In "An der Kreppe"

Bogenhausens Stadtteil Bogenhausen Bogenhausen ist der dreizehnte Stadtteil der bayrischen Landeshauptstadt Bogenhausen. Der Stadtbezirk liegt im Nordosten von Bogenhausen auf der rechten Seite des Flusses Isar. Seine Grenzen sind hier das im Westen gelegene Ufer des Flusses, im Osten und Norden die Stadtgrenze und im Süden ist es die Prinzregentenstraße, die außerhalb des Mittleren Rings liegt. Von hier aus verläuft die südliche Stadtteilgrenze westlich des Vogelweideplatzes bis hin zur Bahnstrecke Mühldorf.

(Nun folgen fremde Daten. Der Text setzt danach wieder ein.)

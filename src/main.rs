use bucketsync::config::{config_dir, JobConfig, SyncConfig};
use bucketsync::logging::{init_logging, LogConfig};
use bucketsync::storage::{create_storage, Endpoint, LocalStorage};
use bucketsync::SyncEngine;
use std::path::PathBuf;
use std::process::ExitCode;
use std::sync::Arc;

async fn run(job_path: PathBuf) -> anyhow::Result<bool> {
    let config_dir = config_dir();
    let job = JobConfig::load(&job_path)?;
    let config = SyncConfig::load(&config_dir);
    config.validate_for(&job.remote)?;

    let local = Endpoint::new(Arc::new(LocalStorage::new(&job.local_path)?), "");
    let remote = Endpoint::new(create_storage(&job.remote).await?, "");

    let engine = SyncEngine::new(config)?;

    // Ctrl-C 取消同步，已开始的分片上传会被放弃
    let cancel = engine.cancellation_token();
    tokio::spawn(async move {
        if tokio::signal::ctrl_c().await.is_ok() {
            tracing::warn!("收到中断信号，正在取消同步");
            cancel.cancel();
        }
    });

    let report = engine
        .sync_folder(&local, &remote, job.mode, job.delete)
        .await?;

    println!("{}", serde_json::to_string_pretty(&report)?);
    Ok(report.is_complete())
}

#[tokio::main]
async fn main() -> ExitCode {
    let Some(job_path) = std::env::args_os().nth(1).map(PathBuf::from) else {
        eprintln!("usage: bucketsync <job.json>");
        return ExitCode::from(2);
    };

    let config_dir = config_dir();
    init_logging(&config_dir.join("logs"), &LogConfig::load(&config_dir));

    match run(job_path).await {
        Ok(true) => ExitCode::SUCCESS,
        Ok(false) => ExitCode::from(1),
        Err(e) => {
            tracing::error!("同步失败: {:#}", e);
            eprintln!("error: {:#}", e);
            ExitCode::from(1)
        }
    }
}
//! 日志模块 - 文件日志（按大小轮转）+ 调试模式下的控制台输出

use crate::config::{read_section, write_section};
use serde::{Deserialize, Serialize};
use std::fs::{self, File, OpenOptions};
use std::io::{self, BufWriter, Write};
use std::path::{Path, PathBuf};
use std::sync::{Arc, Mutex};
use tracing_subscriber::fmt::MakeWriter;
use tracing_subscriber::prelude::*;

/// 日志配置
#[derive(Debug, Clone, Serialize, Deserialize)]
#[serde(rename_all = "camelCase")]
pub struct LogConfig {
    /// 是否启用日志记录
    #[serde(default = "default_enabled")]
    pub enabled: bool,
    /// 最大日志文件大小（MB）
    #[serde(default = "default_max_size_mb")]
    pub max_size_mb: u32,
    /// 日志级别: "error", "warn", "info", "debug", "trace"
    #[serde(default = "default_level")]
    pub level: String,
}

fn default_enabled() -> bool {
    true
}

fn default_max_size_mb() -> u32 {
    5 // 默认 5MB
}

fn default_level() -> String {
    "info".to_string()
}

impl Default for LogConfig {
    fn default() -> Self {
        Self {
            enabled: default_enabled(),
            max_size_mb: default_max_size_mb(),
            level: default_level(),
        }
    }
}

impl LogConfig {
    /// 从配置文件加载日志配置
    pub fn load(config_dir: &Path) -> Self {
        read_section(config_dir, "log").unwrap_or_default()
    }

    /// 保存日志配置
    pub fn save(&self, config_dir: &Path) -> io::Result<()> {
        write_section(config_dir, "log", self)
    }

    /// 将配置的日志级别转换为 tracing Level
    pub fn tracing_level(&self) -> tracing::Level {
        match self.level.to_lowercase().as_str() {
            "error" => tracing::Level::ERROR,
            "warn" => tracing::Level::WARN,
            "debug" => tracing::Level::DEBUG,
            "trace" => tracing::Level::TRACE,
            _ => tracing::Level::INFO,
        }
    }
}

/// 带大小限制的日志写入器，超过上限时 `app.log` 轮转为 `app.log.old`
#[derive(Clone)]
pub struct SizeRotatingWriter {
    file_path: PathBuf,
    max_size: u64,
    writer: Arc<Mutex<Option<BufWriter<File>>>>,
}

impl SizeRotatingWriter {
    pub fn new(log_dir: &Path, max_size_mb: u32) -> io::Result<Self> {
        fs::create_dir_all(log_dir)?;

        let file_path = log_dir.join("app.log");
        let max_size = (max_size_mb as u64) * 1024 * 1024;
        let writer = Self::open_file(&file_path, max_size)?;

        Ok(Self {
            file_path,
            max_size,
            writer: Arc::new(Mutex::new(Some(writer))),
        })
    }

    fn open_file(file_path: &Path, max_size: u64) -> io::Result<BufWriter<File>> {
        if Self::oversized(file_path, max_size) {
            Self::rotate_log(file_path)?;
        }

        let file = OpenOptions::new()
            .create(true)
            .append(true)
            .open(file_path)?;

        Ok(BufWriter::new(file))
    }

    fn oversized(file_path: &Path, max_size: u64) -> bool {
        fs::metadata(file_path)
            .map(|m| m.len() > max_size)
            .unwrap_or(false)
    }

    /// 轮转日志文件
    fn rotate_log(file_path: &Path) -> io::Result<()> {
        let backup_path = file_path.with_extension("log.old");

        if backup_path.exists() {
            fs::remove_file(&backup_path)?;
        }

        fs::rename(file_path, &backup_path)
    }

    /// 超过大小限制时关闭当前文件、轮转并重新打开
    fn rotate_if_needed(&self, guard: &mut Option<BufWriter<File>>) {
        if !Self::oversized(&self.file_path, self.max_size) {
            return;
        }
        if let Some(mut w) = guard.take() {
            let _ = w.flush();
        }
        let _ = Self::rotate_log(&self.file_path);
        *guard = Self::open_file(&self.file_path, self.max_size).ok();
    }

    pub fn file_path(&self) -> &Path {
        &self.file_path
    }
}

/// 单次写入使用的句柄
pub struct LogWriter {
    owner: SizeRotatingWriter,
}

impl Write for LogWriter {
    fn write(&mut self, buf: &[u8]) -> io::Result<usize> {
        let mut guard = self
            .owner
            .writer
            .lock()
            .map_err(|_| io::Error::new(io::ErrorKind::Other, "log writer poisoned"))?;

        let written = match guard.as_mut() {
            Some(writer) => {
                let n = writer.write(buf)?;
                writer.flush()?;
                n
            }
            None => return Err(io::Error::new(io::ErrorKind::Other, "Writer not available")),
        };

        self.owner.rotate_if_needed(&mut guard);
        Ok(written)
    }

    fn flush(&mut self) -> io::Result<()> {
        match self.owner.writer.lock() {
            Ok(mut guard) => match guard.as_mut() {
                Some(writer) => writer.flush(),
                None => Ok(()),
            },
            Err(_) => Ok(()),
        }
    }
}

impl<'a> MakeWriter<'a> for SizeRotatingWriter {
    type Writer = LogWriter;

    fn make_writer(&'a self) -> Self::Writer {
        LogWriter {
            owner: self.clone(),
        }
    }
}

/// 初始化日志系统
///
/// 日志写到 `log_dir/app.log`；调试构建同时输出到控制台。可以用 `RUST_LOG` 追加过滤规则。
pub fn init_logging(log_dir: &Path, config: &LogConfig) {
    if !config.enabled {
        // 日志已禁用，只初始化一个空的 subscriber
        let _ = tracing::subscriber::set_global_default(tracing_subscriber::registry());
        return;
    }

    let env_filter = || {
        let mut filter = tracing_subscriber::EnvFilter::from_default_env()
            .add_directive(config.tracing_level().into());
        for directive in ["hyper=warn", "reqwest=warn", "aws_smithy_runtime=warn", "opendal=warn"] {
            if let Ok(d) = directive.parse() {
                filter = filter.add_directive(d);
            }
        }
        filter
    };

    match SizeRotatingWriter::new(log_dir, config.max_size_mb) {
        Ok(file_writer) => {
            let file_layer = tracing_subscriber::fmt::layer()
                .with_writer(file_writer)
                .with_ansi(false)
                .with_target(false);

            // 在 debug 模式下也输出到控制台
            let console_layer = cfg!(debug_assertions)
                .then(|| tracing_subscriber::fmt::layer().with_target(false));

            let subscriber = tracing_subscriber::registry()
                .with(env_filter())
                .with(file_layer)
                .with(console_layer);
            let _ = tracing::subscriber::set_global_default(subscriber);
        }
        Err(e) => {
            // 文件日志创建失败，回退到控制台
            let _ = tracing_subscriber::fmt()
                .with_env_filter(env_filter())
                .try_init();
            tracing::warn!("无法创建日志文件 {:?}: {}", log_dir, e);
        }
    }
}
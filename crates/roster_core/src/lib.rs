//! Core data-access layer for sports rosters.
//! Every roster write passes the mutation security pipeline in this crate.

pub mod config;
pub mod db;
pub mod logging;
pub mod model;
pub mod policy;
pub mod repo;
pub mod service;

pub use config::{ConfigError, CoreConfig};
pub use logging::{default_log_level, init_logging, init_logging_from_config, logging_status};
pub use model::roster::{MlbRoster, NbaRoster, NflRoster, NhlRoster, RecordKey, RosterRecord, Sport};
pub use policy::fields::{FieldDescriptor, FieldKind, FieldPolicyTable, FieldRule, SanitizationLevel};
pub use policy::patterns::{PatternRegistry, ThreatCategory};
pub use repo::roster_repo::{
    PositionCode, RepoError, RepoResult, RosterStore, RosterTable, SqliteRosterStore,
};
pub use service::existence_gate::ExistenceGate;
pub use service::field_validator::{validate_model, FieldValidator, PositionScope, ValidationReport};
pub use service::mutation_pipeline::{
    MutationKind, MutationOutcome, MutationPipeline, MutationRejection, PipelineStage,
    RejectionClass,
};
pub use service::normalizer::{sanitize_model, sanitize_value};
pub use service::roster_service::RosterService;
pub use service::threat_scanner::{contains_threat, validate_text_fields, ScanReport, Violation};

/// Minimal health-check API for early integration.
pub fn ping() -> &'static str {
    "pong"
}

/// Returns the core crate version.
pub fn core_version() -> &'static str {
    env!("CARGO_PKG_VERSION")
}
//! Runtime configuration.
//!
//! # Responsibility
//! - Resolve database, logging and validation settings from the environment,
//!   optionally layered over a `KEY=VALUE` file.
//!
//! # Invariants
//! - Environment variables override file values.
//! - Invalid values fail loading; they are never silently replaced.

use crate::logging::{default_log_level, normalize_level, normalize_log_dir};
use crate::service::field_validator::{FieldValidator, PositionScope};
use std::collections::HashMap;
use std::fmt::{Display, Formatter};
use std::path::PathBuf;

pub const ENV_CONFIG_PATH: &str = "ROSTER_CONFIG_PATH";
pub const ENV_DB_PATH: &str = "ROSTER_DB_PATH";
pub const ENV_LOG_LEVEL: &str = "ROSTER_LOG_LEVEL";
pub const ENV_LOG_DIR: &str = "ROSTER_LOG_DIR";
pub const ENV_POSITION_SCOPE: &str = "ROSTER_POSITION_SCOPE";

#[derive(Debug, Clone, PartialEq, Eq)]
pub struct ConfigError {
    pub code: &'static str,
    pub message: String,
}

impl Display for ConfigError {
    fn fmt(&self, f: &mut Formatter<'_>) -> std::fmt::Result {
        write!(f, "{}: {}", self.code, self.message)
    }
}

impl std::error::Error for ConfigError {}

#[derive(Debug, Clone, PartialEq, Eq)]
pub struct CoreConfig {
    /// `None` selects an in-memory database.
    pub db_path: Option<PathBuf>,
    pub log_level: &'static str,
    /// `None` leaves file logging disabled.
    pub log_dir: Option<PathBuf>,
    pub position_scope: PositionScope,
}

impl CoreConfig {
    /// Loads configuration from `ROSTER_CONFIG_PATH` (if set) and the process
    /// environment.
    pub fn load() -> Result<Self, ConfigError> {
        let mut merged = HashMap::new();

        if let Ok(config_path) = std::env::var(ENV_CONFIG_PATH) {
            let config_path = config_path.trim();
            if !config_path.is_empty() {
                merged.extend(parse_env_file(config_path)?);
            }
        }

        merged.extend(std::env::vars());

        Self::from_kv(&merged)
    }

    pub fn from_kv(kv: &HashMap<String, String>) -> Result<Self, ConfigError> {
        let db_path = non_empty(kv.get(ENV_DB_PATH)).map(PathBuf::from);

        let log_level = match non_empty(kv.get(ENV_LOG_LEVEL)) {
            Some(value) => normalize_level(value).map_err(|message| ConfigError {
                code: "ERR_INVALID_LOG_LEVEL",
                message,
            })?,
            None => default_log_level(),
        };

        let log_dir = match non_empty(kv.get(ENV_LOG_DIR)) {
            Some(value) => Some(normalize_log_dir(value).map_err(|message| ConfigError {
                code: "ERR_INVALID_LOG_DIR",
                message,
            })?),
            None => None,
        };

        let position_scope = parse_position_scope(kv.get(ENV_POSITION_SCOPE))?;

        Ok(Self {
            db_path,
            log_level,
            log_dir,
            position_scope,
        })
    }

    /// Field validator configured with this position scope.
    pub fn validator(&self) -> FieldValidator {
        FieldValidator::new(self.position_scope)
    }
}

fn non_empty(value: Option<&String>) -> Option<&str> {
    value.map(|v| v.trim()).filter(|v| !v.is_empty())
}

fn parse_position_scope(value: Option<&String>) -> Result<PositionScope, ConfigError> {
    match non_empty(value).map(str::to_ascii_lowercase).as_deref() {
        None | Some("union") => Ok(PositionScope::Union),
        Some("sport") => Ok(PositionScope::Sport),
        Some(other) => Err(ConfigError {
            code: "ERR_INVALID_CONFIG",
            message: format!("{ENV_POSITION_SCOPE} must be `union` or `sport`, got `{other}`"),
        }),
    }
}

fn parse_env_file(path: &str) -> Result<HashMap<String, String>, ConfigError> {
    let content = std::fs::read_to_string(path).map_err(|err| ConfigError {
        code: "ERR_CONFIG_FILE",
        message: format!("failed to read config file `{path}`: {err}"),
    })?;

    let mut kv = HashMap::new();
    for (index, line) in content.lines().enumerate() {
        let line = line.trim();
        if line.is_empty() || line.starts_with('#') {
            continue;
        }
        let Some((key, value)) = line.split_once('=') else {
            return Err(ConfigError {
                code: "ERR_CONFIG_FILE",
                message: format!("line {} of `{path}` is not KEY=VALUE", index + 1),
            });
        };
        kv.insert(key.trim().to_string(), strip_quotes(value.trim()));
    }

    Ok(kv)
}

fn strip_quotes(s: &str) -> String {
    let quoted = s.len() >= 2
        && ((s.starts_with('"') && s.ends_with('"')) || (s.starts_with('\'') && s.ends_with('\'')));
    if quoted {
        s[1..s.len() - 1].to_string()
    } else {
        s.to_string()
    }
}
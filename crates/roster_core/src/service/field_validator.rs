//! Semantic field validator.
//!
//! # Responsibility
//! - Check height, weight, age, jersey number, position and handedness
//!   values against roster domain rules.
//! - Aggregate every failing field into one report.
//!
//! # Invariants
//! - Empty or absent values are always valid, except a text primary key,
//!   which must not be blank.
//! - Fields without a semantic rule are not validated.
//! - Validation runs on the value as received, before normalization.

use crate::model::roster::{RosterRecord, Sport};
use crate::policy::fields::{FieldPolicyTable, FieldRule};
use once_cell::sync::Lazy;
use regex::Regex;

static HEIGHT_RE: Lazy<Regex> =
    Lazy::new(|| Regex::new(r#"^(\d+)'(\d{1,2})"?$"#).expect("valid height regex"));

const NBA_POSITIONS: &[&str] = &["C", "F", "G", "PF", "PG", "SF", "SG"];
const NFL_POSITIONS: &[&str] = &[
    "C", "CB", "DB", "DE", "DL", "DT", "FB", "G", "ILB", "K", "LB", "LS", "NT", "OL", "OLB", "OT",
    "P", "QB", "RB", "S", "TE", "WR",
];
const NHL_POSITIONS: &[&str] = &["C", "D", "F", "G", "LW", "RW"];
const MLB_POSITIONS: &[&str] = &[
    "1B", "2B", "3B", "C", "CF", "DH", "IF", "LF", "OF", "P", "RF", "RP", "SP", "SS",
];
const HANDEDNESS_VALUES: &[&str] = &["L", "R", "B"];

static ALL_POSITIONS: Lazy<Vec<&'static str>> = Lazy::new(|| {
    let mut positions: Vec<&'static str> = Vec::new();
    for code in NBA_POSITIONS
        .iter()
        .chain(NFL_POSITIONS)
        .chain(NHL_POSITIONS)
        .chain(MLB_POSITIONS)
    {
        if !positions.contains(code) {
            positions.push(*code);
        }
    }
    positions
});

/// Outcome of a single-field check: `Err` carries the reason.
pub type FieldCheck = Result<(), String>;

/// How position codes are matched against whitelists.
#[derive(Debug, Clone, Copy, PartialEq, Eq, Default)]
pub enum PositionScope {
    /// Any code from any supported league is accepted.
    #[default]
    Union,
    /// Only codes of the record's own league are accepted.
    Sport,
}

/// Aggregated result of validating one record.
#[derive(Debug, Clone, Default, PartialEq, Eq)]
pub struct ValidationReport {
    pub errors: Vec<String>,
}

impl ValidationReport {
    /// `true` when no field failed.
    pub fn is_ok(&self) -> bool {
        self.errors.is_empty()
    }
}

/// Validator bound to a position-matching scope.
#[derive(Debug, Clone, Copy, Default)]
pub struct FieldValidator {
    scope: PositionScope,
}

impl FieldValidator {
    pub fn new(scope: PositionScope) -> Self {
        Self { scope }
    }

    pub fn scope(&self) -> PositionScope {
        self.scope
    }

    /// Validates every text field of `record` that carries a semantic rule.
    pub fn validate_model<R: RosterRecord>(&self, record: &R) -> ValidationReport {
        let table = FieldPolicyTable::global();
        let mut errors = Vec::new();

        if let Some(key_name) = R::TEXT_KEY {
            if let Err(reason) = validate_text_key(record.text_key().unwrap_or_default()) {
                errors.push(format!("Field '{key_name}': {reason}"));
            }
        }

        for (field_name, value) in record.scanned_fields() {
            let Some(value) = value.filter(|v| !v.is_empty()) else {
                continue;
            };
            let Some(rule) = table.rule_for(field_name) else {
                continue;
            };
            if let Err(reason) = self.check(rule, value, R::SPORT) {
                errors.push(format!("Field '{field_name}': {reason}"));
            }
        }

        ValidationReport { errors }
    }

    fn check(&self, rule: FieldRule, value: &str, sport: Sport) -> FieldCheck {
        match rule {
            FieldRule::Height => validate_height(value),
            FieldRule::Weight => validate_weight(value),
            FieldRule::Age => validate_age(value),
            FieldRule::JerseyNumber => validate_player_number(value),
            FieldRule::Position => match self.scope {
                PositionScope::Union => validate_position(value),
                PositionScope::Sport => validate_position_for_sport(value, sport.code()),
            },
            FieldRule::Handedness => validate_handed(value),
        }
    }
}

/// Validates `record` with the default (union) position scope.
pub fn validate_model<R: RosterRecord>(record: &R) -> ValidationReport {
    FieldValidator::default().validate_model(record)
}

/// Height as `feet'inches"`, feet in 4..=8 and inches in 0..=11.
///
/// The closing `"` is optional.
pub fn validate_height(input: &str) -> FieldCheck {
    if input.is_empty() {
        return Ok(());
    }

    let Some(caps) = HEIGHT_RE.captures(input.trim()) else {
        return Err("Height must be in format: feet'inches\" (e.g., 5'8\", 6'9\")".to_string());
    };
    let feet = parse_digits(&caps[1]);
    let inches = parse_digits(&caps[2]);

    if !matches!(feet, Some(4..=8)) {
        return Err("Height feet must be between 4 and 8".to_string());
    }
    if !matches!(inches, Some(0..=11)) {
        return Err("Height inches must be between 0 and 11".to_string());
    }
    Ok(())
}

/// Weight in pounds, 50..=400, after stripping non-digits.
pub fn validate_weight(input: &str) -> FieldCheck {
    validate_numeric(input, "Weight", 50, 400)
}

/// Age in years, 16..=80, after stripping non-digits.
pub fn validate_age(input: &str) -> FieldCheck {
    validate_numeric(input, "Age", 16, 80)
}

/// Jersey number, 0..=99, after stripping non-digits.
pub fn validate_player_number(input: &str) -> FieldCheck {
    validate_numeric(input, "Player number", 0, 99)
}

/// Position code from any supported league.
pub fn validate_position(input: &str) -> FieldCheck {
    if input.is_empty() {
        return Ok(());
    }

    let code = input.trim().to_ascii_uppercase();
    if ALL_POSITIONS.contains(&code.as_str()) {
        return Ok(());
    }
    Err(format!(
        "Position '{input}' is not a valid position code. Valid codes: {}",
        ALL_POSITIONS.join(", ")
    ))
}

/// Position code from the whitelist of `sport`; unknown sports are rejected.
pub fn validate_position_for_sport(input: &str, sport: &str) -> FieldCheck {
    if input.is_empty() {
        return Ok(());
    }

    let Some(positions) = positions_for(sport) else {
        return Err(format!(
            "Unknown sport '{sport}'. Valid sports: NBA, NFL, NHL, MLB"
        ));
    };
    let code = input.trim().to_ascii_uppercase();
    if positions.contains(&code.as_str()) {
        return Ok(());
    }
    Err(format!(
        "Position '{input}' is not valid for {sport}. Valid {sport} positions: {}",
        positions.join(", ")
    ))
}

/// Text primary key: required, non-blank.
pub fn validate_text_key(input: &str) -> FieldCheck {
    if input.trim().is_empty() {
        return Err("Player id is required".to_string());
    }
    Ok(())
}

/// Handedness: `L`, `R` or `B`.
pub fn validate_handed(input: &str) -> FieldCheck {
    if input.is_empty() {
        return Ok(());
    }

    let code = input.trim().to_ascii_uppercase();
    if HANDEDNESS_VALUES.contains(&code.as_str()) {
        return Ok(());
    }
    Err(format!(
        "Handed value '{input}' is not valid. Valid values: L, R, B (Left, Right, Both)"
    ))
}

/// Position whitelist for a league code; `None` for unknown leagues.
pub fn positions_for(sport: &str) -> Option<&'static [&'static str]> {
    match Sport::parse(sport)? {
        Sport::Nba => Some(NBA_POSITIONS),
        Sport::Nfl => Some(NFL_POSITIONS),
        Sport::Nhl => Some(NHL_POSITIONS),
        Sport::Mlb => Some(MLB_POSITIONS),
    }
}

fn validate_numeric(input: &str, label: &str, min: u64, max: u64) -> FieldCheck {
    if input.is_empty() {
        return Ok(());
    }

    let digits: String = input.chars().filter(char::is_ascii_digit).collect();
    if digits.is_empty() {
        return Err(format!("{label} must contain numeric values"));
    }

    match parse_digits(&digits) {
        Some(value) if (min..=max).contains(&value) => Ok(()),
        _ => Err(format!("{label} must be between {min} and {max}")),
    }
}

/// Parses an ASCII digit run; values too large for `u64` yield `None`.
fn parse_digits(digits: &str) -> Option<u64> {
    digits.parse().ok()
}
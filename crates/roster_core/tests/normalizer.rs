use roster_core::{sanitize_model, sanitize_value, MlbRoster, NhlRoster, SanitizationLevel};

const LEVELS: [SanitizationLevel; 4] = [
    SanitizationLevel::None,
    SanitizationLevel::Minimal,
    SanitizationLevel::Moderate,
    SanitizationLevel::Strict,
];

const SAMPLES: &[&str] = &[
    "",
    "   ",
    "  Los   Angeles  ",
    "Bob ; DROP Smith",
    "SEL;ECT",
    "a \u{0000} b",
    "tab\tand\nnewline",
    "\u{201C}Quoted\u{201D} \u{2014} 5\u{00B0} \u{2026}",
    "x' OR 1=1 --",
    "name' AND 'a'='a'",
    "zero\u{200B}width\u{FEFF} bidi\u{202E}",
    "ctrl\u{0085}next\u{009F}",
    "exec sp_who; xp_cmdshell",
    "DROPDROP",
    "/**/SELECT/**/",
    "a very long value that easily exceeds the fifty character cap for strict",
    "ends with a keyword just past the cap xxxxxxxxx SELECTED",
    "6'2\"",
    "3\u{00D7}4 \u{00F7} 2",
];

#[test]
fn normalization_is_idempotent_for_every_level() {
    for level in LEVELS {
        for sample in SAMPLES {
            let once = sanitize_value(sample, level);
            let twice = sanitize_value(&once, level);
            assert_eq!(once, twice, "level {level:?} sample {sample:?}");
        }
    }
}

#[test]
fn strict_output_never_exceeds_cap() {
    for sample in SAMPLES {
        let value = sanitize_value(sample, SanitizationLevel::Strict);
        assert!(value.chars().count() <= 50, "{value:?}");
    }
}

#[test]
fn fields_follow_their_policy_levels() {
    let record = NhlRoster {
        player_id: 9,
        name: Some("  Wayne\u{0007}  Gretzky ".to_string()),
        team: Some(" Edmonton\u{0007} Oilers ".to_string()),
        position: Some(" c\u{200B} ".to_string()),
        birth_place: Some("Brantford, ON".to_string()),
        ..NhlRoster::default()
    };

    let sanitized = sanitize_model(record);

    // Name is minimal: whitespace collapsed, control kept.
    assert_eq!(sanitized.name.as_deref(), Some("Wayne\u{0007} Gretzky"));
    // Team is moderate: control removed.
    assert_eq!(sanitized.team.as_deref(), Some("Edmonton Oilers"));
    // Position is strict: zero-width removed.
    assert_eq!(sanitized.position.as_deref(), Some("c"));
    assert_eq!(sanitized.birth_place.as_deref(), Some("Brantford, ON"));
}

#[test]
fn height_is_never_rewritten_and_unmapped_fields_use_moderate() {
    let record = MlbRoster {
        player_id: "ohtansh01".to_string(),
        height: Some(" 6'4\" ".to_string()),
        league: Some("American\u{0001} League".to_string()),
        ..MlbRoster::default()
    };

    let sanitized = sanitize_model(record);
    assert_eq!(sanitized.height.as_deref(), Some(" 6'4\" "));
    assert_eq!(sanitized.league.as_deref(), Some("American League"));
    assert_eq!(sanitized.player_id, "ohtansh01");
}

#[test]
fn absent_fields_stay_absent() {
    let sanitized = sanitize_model(NhlRoster {
        player_id: 1,
        ..NhlRoster::default()
    });
    assert_eq!(sanitized, NhlRoster {
        player_id: 1,
        ..NhlRoster::default()
    });
}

Lage Bogenhausens in Bogenhausen

Der Stadtteil gehört zu den sehr guten Wohnlagen Bogenhausens mit extrem hohen Immobilienpreisen. Geschichte des Stadtteils

Der Stadtteil wurde unter dem Namen Pupinhusir im Jahre Jahr 768 erstmals erwähnt. Der Name bedeutet so viel wie „Häuser des Poapo/Poppo/Pubo“. Der Ortsteil war für lange Zeit ein Herrensitz mit vielen Schlössern. Unter den Bewohnern war auch der Graf Montgelas. Im Jahr 1818 wurde der Ort zu einer separaten Gemeinde erhoben, zwei Jahre nachdem im Altbogenhausen die Königliche Sternwarte errichtet wurde. Unter dem Prinzregent Luitpold entstand in der Prinzregentenstraße als Ausfallstraße zu dem damaligen autonomen Grafensitz, passend zur Aristokratie des Ortsteils, eines der elegantesten Stadtviertel Bogenhausens mit vornehmen Villen und prächtigen Bürgerhäusern und einem eigenem Theater am Prinzregentenplatz. Im Jahre 1892 wurde der Stadtteil zu Bogenhausen eingemeindet. Seit 1918 ist Der Stadtteil war ebenfalls der Sitz des Reichsfinanzhofs und seit 1950 der des Bundesfinanzhofes. Einrichtungen aus Bildung und Kultur in diesem Stadtteil

Im Stadtteil befindet sich eine Außenstelle der Münchner Volkshochschule. Es handelt sich hierbei um einen Kooperationspartner von kirchlichen, städtischen und staatlichen Institutionen sowie verschiedenen Vereinen. Am Rosenkavalierplatz befindet sich zudem die Stadtteilbibliothek der Münchner Stadtbibliothek. In der Scheinerstraße ist die Universitätssternwarte der Ludwig-Maximilians-Universität zu finden. Sehenswürdigkeiten in diesem Stadtteil

Das Friedensdenkmal in diesem Stadtteil ist ein besonderes Denkmal, welches an das 25-jährige Jubiläum des Friedensschlusses nach dem Deutsch-Französischen Krieg im 18. Jahrhundert erinnert. Das Denkmal befindet sich auf der Prinzregent-Luitpold-Terrasse und ist ein wichtiger Teil einer Anlage im Historismusstil. Die Anlage befindet sich zwischen den Maximiliansanlagen und gleichzeitig am östlichen Ende der Prinzregentenstraße. Die Pfarrkirche St. Georg in diesem Stadtteil ist eine der spätromanischen Kirche, von der nur noch das Turmuntergeschoß erhalten blieb. Der spätgotische Chor ist vermutlich aus der dem 15. Jahrhundert erhalten geblieben. Die Gestaltung im Stil des Rokoko entstand in den Jahren 1766 bis 1768 unter Michael Fischer mit Beteiligung vieler bekannter bayrischer Künstler: Die Gestaltung der „Stuck“-Ornamente wurde von Johann Philipp Helterhof geschaffen. Die Seitenaltäre mit der dazugehörigen Kanzel stammen von Ignaz Günther, welcher als der größte Rokokobildhauer Bayerns gilt.